**Stored data entries**

────────────────

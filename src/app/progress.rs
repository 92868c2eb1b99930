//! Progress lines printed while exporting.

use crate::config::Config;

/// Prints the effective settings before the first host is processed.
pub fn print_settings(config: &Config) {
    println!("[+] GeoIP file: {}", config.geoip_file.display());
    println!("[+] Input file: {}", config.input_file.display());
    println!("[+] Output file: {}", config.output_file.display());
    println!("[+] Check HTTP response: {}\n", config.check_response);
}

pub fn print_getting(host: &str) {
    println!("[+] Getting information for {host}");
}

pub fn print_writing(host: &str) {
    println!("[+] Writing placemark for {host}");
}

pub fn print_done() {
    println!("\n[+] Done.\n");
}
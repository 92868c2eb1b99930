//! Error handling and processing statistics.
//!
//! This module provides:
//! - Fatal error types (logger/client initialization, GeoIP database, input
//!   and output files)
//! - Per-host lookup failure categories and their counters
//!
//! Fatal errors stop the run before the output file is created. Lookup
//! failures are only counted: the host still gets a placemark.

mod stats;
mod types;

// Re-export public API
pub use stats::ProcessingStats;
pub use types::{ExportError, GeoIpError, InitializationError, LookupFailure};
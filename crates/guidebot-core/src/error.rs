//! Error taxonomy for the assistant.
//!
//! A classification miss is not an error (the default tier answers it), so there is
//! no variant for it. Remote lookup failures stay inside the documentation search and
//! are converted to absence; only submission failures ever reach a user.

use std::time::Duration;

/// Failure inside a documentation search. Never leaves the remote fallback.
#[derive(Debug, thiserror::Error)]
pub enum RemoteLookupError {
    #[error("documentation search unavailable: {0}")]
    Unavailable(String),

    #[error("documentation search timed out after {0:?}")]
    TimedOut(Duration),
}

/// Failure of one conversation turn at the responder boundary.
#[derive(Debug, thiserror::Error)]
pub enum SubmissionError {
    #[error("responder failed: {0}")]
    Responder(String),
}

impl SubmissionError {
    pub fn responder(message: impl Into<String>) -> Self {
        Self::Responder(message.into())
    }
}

────────────────

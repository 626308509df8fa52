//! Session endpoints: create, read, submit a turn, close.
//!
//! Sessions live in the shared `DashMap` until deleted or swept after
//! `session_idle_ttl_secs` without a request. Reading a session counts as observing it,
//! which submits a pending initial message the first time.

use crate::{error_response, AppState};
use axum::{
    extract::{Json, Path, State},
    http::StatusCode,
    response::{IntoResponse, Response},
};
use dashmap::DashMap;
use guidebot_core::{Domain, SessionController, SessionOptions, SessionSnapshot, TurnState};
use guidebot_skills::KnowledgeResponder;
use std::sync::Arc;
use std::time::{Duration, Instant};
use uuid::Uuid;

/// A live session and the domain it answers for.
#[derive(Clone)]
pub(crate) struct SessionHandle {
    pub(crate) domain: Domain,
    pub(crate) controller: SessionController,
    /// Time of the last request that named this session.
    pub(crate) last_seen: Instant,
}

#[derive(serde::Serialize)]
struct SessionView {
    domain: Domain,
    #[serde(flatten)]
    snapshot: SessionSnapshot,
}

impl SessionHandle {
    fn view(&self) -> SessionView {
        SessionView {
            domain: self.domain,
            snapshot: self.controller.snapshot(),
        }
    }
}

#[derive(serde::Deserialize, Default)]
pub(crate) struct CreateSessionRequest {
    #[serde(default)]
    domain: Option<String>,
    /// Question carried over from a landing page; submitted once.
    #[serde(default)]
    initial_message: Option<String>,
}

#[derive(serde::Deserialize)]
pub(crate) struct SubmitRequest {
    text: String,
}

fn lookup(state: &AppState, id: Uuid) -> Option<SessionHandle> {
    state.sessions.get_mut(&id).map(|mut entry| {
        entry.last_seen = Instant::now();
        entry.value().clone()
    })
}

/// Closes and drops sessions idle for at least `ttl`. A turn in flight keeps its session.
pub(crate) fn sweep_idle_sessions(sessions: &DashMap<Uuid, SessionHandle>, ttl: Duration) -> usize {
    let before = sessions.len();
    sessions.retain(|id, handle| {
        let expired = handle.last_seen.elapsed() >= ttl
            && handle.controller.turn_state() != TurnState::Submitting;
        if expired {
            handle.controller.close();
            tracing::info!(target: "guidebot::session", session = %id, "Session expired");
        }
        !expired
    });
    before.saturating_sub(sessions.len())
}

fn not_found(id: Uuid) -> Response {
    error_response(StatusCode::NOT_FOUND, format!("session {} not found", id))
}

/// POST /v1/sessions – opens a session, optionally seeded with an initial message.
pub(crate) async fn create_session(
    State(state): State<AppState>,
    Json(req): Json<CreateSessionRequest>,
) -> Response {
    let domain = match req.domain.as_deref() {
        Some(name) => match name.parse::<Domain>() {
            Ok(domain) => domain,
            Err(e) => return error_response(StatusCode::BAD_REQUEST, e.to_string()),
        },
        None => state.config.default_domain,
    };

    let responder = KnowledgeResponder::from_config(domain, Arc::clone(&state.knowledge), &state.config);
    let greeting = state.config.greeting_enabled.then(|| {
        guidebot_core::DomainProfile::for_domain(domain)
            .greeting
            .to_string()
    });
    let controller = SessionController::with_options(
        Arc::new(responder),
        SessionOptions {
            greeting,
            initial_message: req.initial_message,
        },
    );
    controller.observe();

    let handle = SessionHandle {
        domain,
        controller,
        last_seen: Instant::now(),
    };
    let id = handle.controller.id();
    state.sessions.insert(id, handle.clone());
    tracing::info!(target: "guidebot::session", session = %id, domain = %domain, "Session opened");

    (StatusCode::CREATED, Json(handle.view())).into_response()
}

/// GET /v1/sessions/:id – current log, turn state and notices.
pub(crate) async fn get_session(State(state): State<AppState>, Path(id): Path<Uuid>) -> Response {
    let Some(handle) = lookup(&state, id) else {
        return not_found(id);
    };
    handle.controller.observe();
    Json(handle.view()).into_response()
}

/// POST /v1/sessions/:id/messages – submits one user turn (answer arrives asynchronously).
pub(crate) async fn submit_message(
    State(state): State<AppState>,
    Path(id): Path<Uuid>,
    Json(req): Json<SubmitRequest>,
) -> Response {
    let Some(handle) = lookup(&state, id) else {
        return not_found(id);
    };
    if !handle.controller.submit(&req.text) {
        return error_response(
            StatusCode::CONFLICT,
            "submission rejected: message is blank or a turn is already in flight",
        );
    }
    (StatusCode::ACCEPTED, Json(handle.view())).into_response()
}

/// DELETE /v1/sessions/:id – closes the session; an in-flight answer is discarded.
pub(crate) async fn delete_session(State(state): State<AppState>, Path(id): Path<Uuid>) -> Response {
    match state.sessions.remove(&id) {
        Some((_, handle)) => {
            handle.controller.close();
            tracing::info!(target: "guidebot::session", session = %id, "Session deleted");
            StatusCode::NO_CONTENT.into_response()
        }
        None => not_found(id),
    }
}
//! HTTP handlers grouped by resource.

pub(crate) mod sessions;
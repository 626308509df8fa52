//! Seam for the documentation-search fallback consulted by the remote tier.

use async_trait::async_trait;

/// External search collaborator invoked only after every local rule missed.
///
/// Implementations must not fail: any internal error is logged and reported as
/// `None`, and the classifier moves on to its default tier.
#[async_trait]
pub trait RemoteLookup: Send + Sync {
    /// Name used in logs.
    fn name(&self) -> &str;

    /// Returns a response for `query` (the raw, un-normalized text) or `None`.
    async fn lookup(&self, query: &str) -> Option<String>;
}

────────────────

**How to complete this task**
In the records above, find the lines holding "derive". Copy each one.

**Response to the exercise**
#[derive(Debug, thiserror::Error)]
#[derive(Debug, thiserror::Error)]
#[derive(Clone)]
#[derive(serde::Serialize)]
#[derive(serde::Deserialize, Default)]
#[derive(serde::Deserialize)]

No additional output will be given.